No rest seems to be in sight for the soaken grounds of Texas, Louisiana and Mississippi, as a new weather system is set to bring another round of heavy rainfall. The flooding threat is forecast to return on October 30, 2015 and last through the coming weekend.
A short-lived period of dry weather has been regarded as more than welcome by Texas residents, after a combined moisture from the remnants of Hurricane "Patricia" and the Gulf of Mexico wreaked havoc across the affected areas only a couple of days ago.
Sea level pressure and front field forecast over US valid for October 31, 2015. Image credit: DOC/NOAA/NWS/NCEP/WPC
Another storm system is currently approaching, packing a vast amount of moisture, that is expected to renew flood threats across parts of Texas and Lousiana, according to AccuWeather meteorologist Dan Pydynowski: "A potent storm moving eastward out of the Four Corners on Friday will tap into moisture from the Gulf of Mexico, bringing heavy rain and a renewed flood threat into parts of Texas and Louisiana on Friday and Saturday."

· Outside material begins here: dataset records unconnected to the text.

// src/pipeline/isochrones.rs

use anyhow::{anyhow, Context, Result};
use serde::{Deserialize, Serialize};
use serde_json::{Map, Value};
use std::{fs::File, path::Path, time::Duration};
use tracing::{debug, error, info, instrument, warn};

use super::pause;
use crate::geometry::{to_wkt, write_geojson, Feature, FeatureCollection};
use crate::routing::{GeometryRequest, RoutingService};
use crate::settings::IsochroneJob;
use crate::table::RowWriter;

/// One line of the stations CSV. Columns beyond these are ignored.
#[derive(Debug, Clone, PartialEq, Deserialize)]
pub struct Station {
    #[serde(rename = "STATION")]
    pub name: String,
    #[serde(rename = "X")]
    pub x: f64,
    #[serde(rename = "Y")]
    pub y: f64,
}

/// One line of the output CSV.
#[derive(Debug, Clone, PartialEq, Serialize)]
pub struct StationRow {
    #[serde(rename = "STATION")]
    pub name: String,
    #[serde(rename = "X")]
    pub x: f64,
    #[serde(rename = "Y")]
    pub y: f64,
    pub geometry: String,
}

impl StationRow {
    pub const HEADER: [&'static str; 4] = ["STATION", "X", "Y", "geometry"];
}

#[derive(Debug, Clone, Copy, Default, PartialEq, Eq)]
pub struct IsochroneSummary {
    pub read: usize,
    pub written: usize,
    pub failed: usize,
}

/// Read every well-formed station. Malformed lines are logged and dropped;
/// an unreadable file is an error.
pub fn read_stations<P: AsRef<Path>>(path: P) -> Result<Vec<Station>> {
    let path = path.as_ref();
    let file = File::open(path).with_context(|| format!("opening stations file {:?}", path))?;
    let mut reader = csv::ReaderBuilder::new().trim(csv::Trim::All).from_reader(file);

    let mut stations = Vec::new();
    for (i, record) in reader.deserialize::<Station>().enumerate() {
        match record {
            Ok(s) => stations.push(s),
            // +2: 1-based, after the header line
            Err(e) => warn!(line = i + 2, error = %e, "skipping malformed station row"),
        }
    }
    Ok(stations)
}

/// Request an isochrone for every station and write one WKT row per success.
#[instrument(level = "info", skip(service, job), fields(input = %job.input.display()))]
pub async fn run_isochrones<S: RoutingService>(
    service: &S,
    job: &IsochroneJob,
    interval: Duration,
) -> Result<IsochroneSummary> {
    let stations = read_stations(&job.input)?;
    let mut summary = IsochroneSummary {
        read: stations.len(),
        ..Default::default()
    };
    info!(stations = stations.len(), "loaded stations");

    let mut writer = RowWriter::create(&job.output, &StationRow::HEADER)?;
    let mut features = Vec::new();

    for (i, station) in stations.iter().enumerate() {
        if i > 0 {
            pause(interval).await;
        }

        let collection = match isochrone_for(service, job, station).await {
            Ok(c) => c,
            Err(e) => {
                error!(station = %station.name, "isochrone failed: {:#}", e);
                summary.failed += 1;
                continue;
            }
        };
        // checked non-empty in isochrone_for
        let Some(geometry) = collection.first_geometry() else {
            continue;
        };
        debug!(
            station = %station.name,
            bands = collection.features.len(),
            vertices = geometry.positions().len(),
            "isochrone received"
        );

        writer.write(&StationRow {
            name: station.name.clone(),
            x: station.x,
            y: station.y,
            geometry: to_wkt(geometry),
        })?;
        summary.written += 1;

        if job.geojson_output.is_some() {
            features.extend(tagged_bands(collection, &station.name));
        }
    }

    if let Some(path) = &job.geojson_output {
        let merged = serde_json::to_value(FeatureCollection::new(features))?;
        write_geojson(path, &merged)?;
        info!(path = %path.display(), "wrote merged GeoJSON");
    }

    info!(
        read = summary.read,
        written = summary.written,
        failed = summary.failed,
        output = %job.output.display(),
        "isochrones done"
    );
    Ok(summary)
}

async fn isochrone_for<S: RoutingService>(
    service: &S,
    job: &IsochroneJob,
    station: &Station,
) -> Result<FeatureCollection> {
    let request = GeometryRequest::isochrone(
        job.profile,
        [station.x, station.y],
        job.range.clone(),
        job.range_type,
        job.smoothing,
    );
    let response = service.request(&request).await?;
    let collection = FeatureCollection::from_value(&response)?;
    if collection.first_geometry().is_none() {
        return Err(anyhow!("response contained no geometry"));
    }
    Ok(collection)
}

/// Every band that has a geometry, with `STATION` added to the service's properties.
fn tagged_bands(collection: FeatureCollection, station: &str) -> Vec<Feature> {
    collection
        .features
        .into_iter()
        .filter_map(|f| {
            let geometry = f.geometry?;
            let mut props = match f.properties {
                Value::Object(m) => m,
                _ => Map::new(),
            };
            props.insert("STATION".into(), Value::String(station.to_string()));
            Some(Feature::new(geometry, props))
        })
        .collect()
}

#[cfg(test)]
mod tests {
    use super::*;
    use crate::logging::init_test_logging;
    use crate::routing::{RangeType, RequestKind, RoutingError};
    use serde_json::json;
    use std::{cell::RefCell, collections::VecDeque, fs};
    use tempfile::tempdir;

    /// Replays canned responses in order and records what it was asked.
    struct Stub {
        responses: RefCell<VecDeque<Result<Value, RoutingError>>>,
        seen: RefCell<Vec<GeometryRequest>>,
    }

    impl Stub {
        fn new(responses: Vec<Result<Value, RoutingError>>) -> Self {
            Self {
                responses: RefCell::new(responses.into()),
                seen: RefCell::new(Vec::new()),
            }
        }
    }

    impl RoutingService for Stub {
        async fn request(&self, request: &GeometryRequest) -> Result<Value, RoutingError> {
            self.seen.borrow_mut().push(request.clone());
            self.responses
                .borrow_mut()
                .pop_front()
                .unwrap_or_else(|| Err(RoutingError::Decode("stub exhausted".into())))
        }
    }

    fn polygon_response() -> Value {
        json!({
            "type": "FeatureCollection",
            "features": [{
                "type": "Feature",
                "properties": { "value": 600 },
                "geometry": {
                    "type": "Polygon",
                    "coordinates": [[
                        [-71.105, 42.3], [-71.1, 42.295], [-71.095, 42.3],
                        [-71.1, 42.305], [-71.105, 42.3]
                    ]]
                }
            }]
        })
    }

    fn job_in(dir: &Path, csv: &str) -> IsochroneJob {
        let input = dir.join("stations.csv");
        fs::write(&input, csv).unwrap();
        IsochroneJob {
            input,
            output: dir.join("out/isochrones.csv"),
            smoothing: Some(5.0),
            ..Default::default()
        }
    }

    #[tokio::test]
    async fn single_station_polygon_becomes_wkt_row() -> Result<()> {
        init_test_logging();
        let tmp = tempdir()?;
        let job = job_in(tmp.path(), "STATION,X,Y\nTest,-71.1,42.3\n");
        let stub = Stub::new(vec![Ok(polygon_response())]);

        let summary = run_isochrones(&stub, &job, Duration::ZERO).await?;
        assert_eq!(summary, IsochroneSummary { read: 1, written: 1, failed: 0 });

        let out = fs::read_to_string(&job.output)?;
        assert_eq!(
            out,
            "STATION,X,Y,geometry\n\
             Test,-71.1,42.3,\"POLYGON ((-71.105 42.3, -71.1 42.295, -71.095 42.3, -71.1 42.305, -71.105 42.3))\"\n"
        );

        let seen = stub.seen.borrow();
        assert_eq!(seen.len(), 1);
        assert_eq!(seen[0].coordinates, vec![[-71.1, 42.3]]);
        assert_eq!(
            seen[0].kind,
            RequestKind::Isochrone {
                range: vec![600.0],
                range_type: RangeType::Time,
                smoothing: Some(5.0),
            }
        );
        Ok(())
    }

    #[tokio::test]
    async fn failed_requests_are_skipped() -> Result<()> {
        init_test_logging();
        let tmp = tempdir()?;
        let job = job_in(
            tmp.path(),
            "STATION,X,Y,LINE\nAlewife,-71.142,42.395,Red\nDavis,-71.121,42.396,Red\nPorter,-71.119,42.388,Red\n",
        );
        let stub = Stub::new(vec![
            Ok(polygon_response()),
            Err(RoutingError::Service { status: 429, message: "Rate Limit Exceeded".into() }),
            Ok(polygon_response()),
        ]);

        let summary = run_isochrones(&stub, &job, Duration::ZERO).await?;
        assert_eq!(summary, IsochroneSummary { read: 3, written: 2, failed: 1 });

        let mut reader = csv::Reader::from_path(&job.output)?;
        let names: Vec<String> = reader
            .records()
            .map(|r| r.unwrap()[0].to_string())
            .collect();
        assert_eq!(names, vec!["Alewife", "Porter"]);
        Ok(())
    }

    #[tokio::test]
    async fn empty_collection_counts_as_failure() -> Result<()> {
        let tmp = tempdir()?;
        let job = job_in(tmp.path(), "STATION,X,Y\nNowhere,0,0\n");
        let stub = Stub::new(vec![Ok(json!({"type": "FeatureCollection", "features": []}))]);

        let summary = run_isochrones(&stub, &job, Duration::ZERO).await?;
        assert_eq!(summary.written, 0);
        assert_eq!(summary.failed, 1);
        assert_eq!(fs::read_to_string(&job.output)?, "STATION,X,Y,geometry\n");
        Ok(())
    }

    #[tokio::test]
    async fn merged_geojson_tags_each_station() -> Result<()> {
        let tmp = tempdir()?;
        let mut job = job_in(tmp.path(), "STATION,X,Y\nA,-71.1,42.3\nB,-71.0,42.4\n");
        job.geojson_output = Some(tmp.path().join("out/stations.geojson"));
        let stub = Stub::new(vec![Ok(polygon_response()), Ok(polygon_response())]);

        run_isochrones(&stub, &job, Duration::ZERO).await?;

        let fc = FeatureCollection::from_value(&crate::geometry::read_geojson(
            job.geojson_output.as_ref().unwrap(),
        )?)?;
        let tags: Vec<_> = fc.features.iter().map(|f| f.properties["STATION"].clone()).collect();
        assert_eq!(tags, vec![json!("A"), json!("B")]);
        Ok(())
    }

    #[tokio::test]
    async fn merged_geojson_keeps_every_band() -> Result<()> {
        let tmp = tempdir()?;
        let mut job = job_in(tmp.path(), "STATION,X,Y\nA,-71.1,42.3\nB,-71.0,42.4\n");
        job.range = vec![300.0, 600.0];
        job.geojson_output = Some(tmp.path().join("out/bands.geojson"));

        let band = |value: f64, r: f64| {
            json!({
                "type": "Feature",
                "properties": { "group_index": 0, "value": value },
                "geometry": {
                    "type": "Polygon",
                    "coordinates": [[[-r, 0.0], [0.0, -r], [r, 0.0], [-r, 0.0]]]
                }
            })
        };
        let two_bands = json!({
            "type": "FeatureCollection",
            "features": [band(300.0, 1.0), band(600.0, 2.0)]
        });
        let stub = Stub::new(vec![Ok(two_bands.clone()), Ok(two_bands)]);

        let summary = run_isochrones(&stub, &job, Duration::ZERO).await?;
        assert_eq!(summary.written, 2);

        let fc = FeatureCollection::from_value(&crate::geometry::read_geojson(
            job.geojson_output.as_ref().unwrap(),
        )?)?;
        let tags: Vec<_> = fc
            .features
            .iter()
            .map(|f| (f.properties["STATION"].clone(), f.properties["value"].clone()))
            .collect();
        assert_eq!(
            tags,
            vec![
                (json!("A"), json!(300.0)),
                (json!("A"), json!(600.0)),
                (json!("B"), json!(300.0)),
                (json!("B"), json!(600.0)),
            ]
        );

        // the CSV still carries one row per station, first band only
        let out = fs::read_to_string(&job.output)?;
        assert_eq!(out.lines().count(), 3);
        assert!(out.contains("POLYGON ((-1 0, 0 -1, 1 0, -1 0))"));
        assert!(!out.contains("POLYGON ((-2 0"));
        Ok(())
    }

    #[test]
    fn malformed_rows_are_dropped() -> Result<()> {
        let tmp = tempdir()?;
        let path = tmp.path().join("s.csv");
        fs::write(&path, "STATION,X,Y\nGood, -71.1 ,42.3\nBad,east,42.3\n")?;
        let stations = read_stations(&path)?;
        assert_eq!(
            stations,
            vec![Station { name: "Good".into(), x: -71.1, y: 42.3 }]
        );
        Ok(())
    }

    #[tokio::test]
    async fn missing_input_aborts() {
        let tmp = tempdir().unwrap();
        let job = IsochroneJob {
            input: tmp.path().join("nope.csv"),
            output: tmp.path().join("out.csv"),
            ..Default::default()
        };
        let stub = Stub::new(vec![]);
        let err = run_isochrones(&stub, &job, Duration::ZERO).await.unwrap_err();
        assert!(format!("{:#}", err).contains("nope.csv"));
        assert!(stub.seen.borrow().is_empty());
        assert!(!job.output.exists());
    }
}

24-hr precipitation forecast over US, valid on October 31, 2015. Image credit: DOC/NOAA/NWS/NCEP/WPC
Between 51 and 102 mm (2 and 4 inches) of precipitation is expected to fall from central Texas to Lousiana and Mississippi, which is, luckily, much less than reported last weekend. However, the forecast rainfall could still pose serious threat, as the already saturated ground can quickly overflow again.
"Fortunately, this storm will move more quickly than last weekend's system, but additional heavy rain on already saturated ground can still cause more flooding," Pydynowski said.

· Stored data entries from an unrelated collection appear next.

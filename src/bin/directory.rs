use anyhow::Result;
use geoscrape::{
    fetch::{self, HttpFetcher},
    logging, pipeline,
    settings::Settings,
};
use tracing::info;

#[tokio::main]
async fn main() -> Result<()> {
    logging::init();
    info!("startup");

    let settings = Settings::load()?;
    let client = fetch::build_client(settings.routing.timeout())?;
    let fetcher = HttpFetcher::new(client);

    let summary = pipeline::scrape_directory(&fetcher, &settings.directory).await?;
    info!(records = summary.records, "all done");
    Ok(())
}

Texas and Louisiana rivers will most likely remain between moderate and major flood stage during the storm's passage, while the areas most likely to flood stretch from San Antonio to Dallas and, possibly, Oklahoma City, according to AccuWeather meteorologist Ryan Adamson.

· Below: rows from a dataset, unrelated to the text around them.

// src/settings.rs

use anyhow::{bail, Context, Result};
use dotenvy::dotenv;
use serde::{Deserialize, Serialize};
use std::{
    env, fs,
    path::{Path, PathBuf},
    time::Duration,
};
use tracing::{debug, info};

use crate::directory::{DetailSelectors, ListingSelectors};
use crate::routing::{client::DEFAULT_BASE_URL, GeometryRequest, Profile, RangeType};

pub const API_KEY_VAR: &str = "ORS_API_KEY";
pub const CONFIG_VAR: &str = "GEOSCRAPE_CONFIG";
pub const DEFAULT_CONFIG_PATH: &str = "geoscrape.yaml";

/// Everything the binaries need apart from the API key. Every field has a default,
/// so an empty (or missing) YAML file is a valid configuration.
#[derive(Debug, Clone, Default, PartialEq, Serialize, Deserialize)]
#[serde(default)]
pub struct Settings {
    pub routing: RoutingSettings,
    pub route: RouteJob,
    pub isochrones: IsochroneJob,
    pub directory: DirectorySettings,
}

#[derive(Debug, Clone, PartialEq, Serialize, Deserialize)]
#[serde(default)]
pub struct RoutingSettings {
    pub base_url: String,
    /// Fixed pause between consecutive requests, to stay under the service quota.
    pub request_interval_secs: f64,
    pub timeout_secs: u64,
}

impl Default for RoutingSettings {
    fn default() -> Self {
        Self {
            base_url: DEFAULT_BASE_URL.to_string(),
            // free tier allows 20 isochrone requests per minute
            request_interval_secs: 3.0,
            timeout_secs: 30,
        }
    }
}

impl RoutingSettings {
    pub fn interval(&self) -> Duration {
        secs(self.request_interval_secs)
    }

    pub fn timeout(&self) -> Duration {
        Duration::from_secs(self.timeout_secs)
    }
}

/// A single request whose response is saved verbatim as GeoJSON.
#[derive(Debug, Clone, PartialEq, Serialize, Deserialize)]
#[serde(default)]
pub struct RouteJob {
    pub request: GeometryRequest,
    pub output: PathBuf,
}

impl Default for RouteJob {
    fn default() -> Self {
        Self {
            request: GeometryRequest::isochrone(
                Profile::FootWalking,
                [-71.1, 42.3],
                vec![600.0],
                RangeType::Time,
                None,
            ),
            output: PathBuf::from("output/isochrone.geojson"),
        }
    }
}

/// One isochrone per row of a stations CSV.
#[derive(Debug, Clone, PartialEq, Serialize, Deserialize)]
#[serde(default)]
pub struct IsochroneJob {
    pub input: PathBuf,
    pub output: PathBuf,
    /// Also write every returned feature, tagged with its station, to this file.
    pub geojson_output: Option<PathBuf>,
    pub profile: Profile,
    pub range: Vec<f64>,
    pub range_type: RangeType,
    pub smoothing: Option<f64>,
}

impl Default for IsochroneJob {
    fn default() -> Self {
        Self {
            input: PathBuf::from("stations.csv"),
            output: PathBuf::from("output/station_isochrones.csv"),
            geojson_output: None,
            profile: Profile::FootWalking,
            range: vec![600.0],
            range_type: RangeType::Time,
            smoothing: None,
        }
    }
}

#[derive(Debug, Clone, PartialEq, Serialize, Deserialize)]
#[serde(default)]
pub struct DirectorySettings {
    pub listing_url: String,
    pub output: PathBuf,
    pub images_dir: PathBuf,
    pub fetch_details: bool,
    pub download_images: bool,
    pub request_interval_secs: f64,
    pub listing: ListingSelectors,
    pub detail: DetailSelectors,
}

impl Default for DirectorySettings {
    fn default() -> Self {
        Self {
            listing_url: String::new(),
            output: PathBuf::from("output/faculty.csv"),
            images_dir: PathBuf::from("images"),
            fetch_details: true,
            download_images: true,
            request_interval_secs: 1.0,
            listing: ListingSelectors::default(),
            detail: DetailSelectors::default(),
        }
    }
}

impl DirectorySettings {
    pub fn interval(&self) -> Duration {
        secs(self.request_interval_secs)
    }
}

fn secs(s: f64) -> Duration {
    if s.is_finite() && s > 0.0 {
        Duration::from_secs_f64(s)
    } else {
        Duration::ZERO
    }
}

impl Settings {
    /// Load from `$GEOSCRAPE_CONFIG`, else `./geoscrape.yaml`, else defaults.
    /// A path named explicitly through the environment must exist.
    pub fn load() -> Result<Self> {
        // Load .env file if present
        let _ = dotenv();

        match env::var(CONFIG_VAR) {
            Ok(path) => Self::from_file(&path),
            Err(_) if Path::new(DEFAULT_CONFIG_PATH).exists() => Self::from_file(DEFAULT_CONFIG_PATH),
            Err(_) => {
                info!("no {} found; using built-in defaults", DEFAULT_CONFIG_PATH);
                Ok(Self::default())
            }
        }
    }

    pub fn from_file<P: AsRef<Path>>(path: P) -> Result<Self> {
        let path = path.as_ref();
        let text = fs::read_to_string(path).with_context(|| format!("reading settings {:?}", path))?;
        let settings = Self::from_yaml(&text).with_context(|| format!("parsing settings {:?}", path))?;
        debug!(path = %path.display(), "loaded settings");
        Ok(settings)
    }

    pub fn from_yaml(text: &str) -> Result<Self> {
        if text.trim().is_empty() {
            return Ok(Self::default());
        }
        Ok(serde_yaml::from_str(text)?)
    }
}

/// The routing service key, from the process environment or a local `.env`.
pub fn api_key_from_env() -> Result<String> {
    let _ = dotenv();
    let key = env::var(API_KEY_VAR).with_context(|| format!("{} must be set", API_KEY_VAR))?;
    if key.trim().is_empty() {
        bail!("{} is empty", API_KEY_VAR);
    }
    Ok(key.trim().to_string())
}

"By Saturday, the highest risk for flooding will be from Houston eastward into Louisiana and eventually Mississippi Saturday afternoon and evening," Adamson stated.
Most likely consequences of the expected severe weather include traffic disruptions and flight delays. Drivers are once again warned to remain on alert and avoid driving across flooded roads at all costs, as the strong currents could push the vehicles into deeper waters, and cause death or injury.
Citizens are encouraged to take all the necessary precautions to avoid dangerous weather related situations.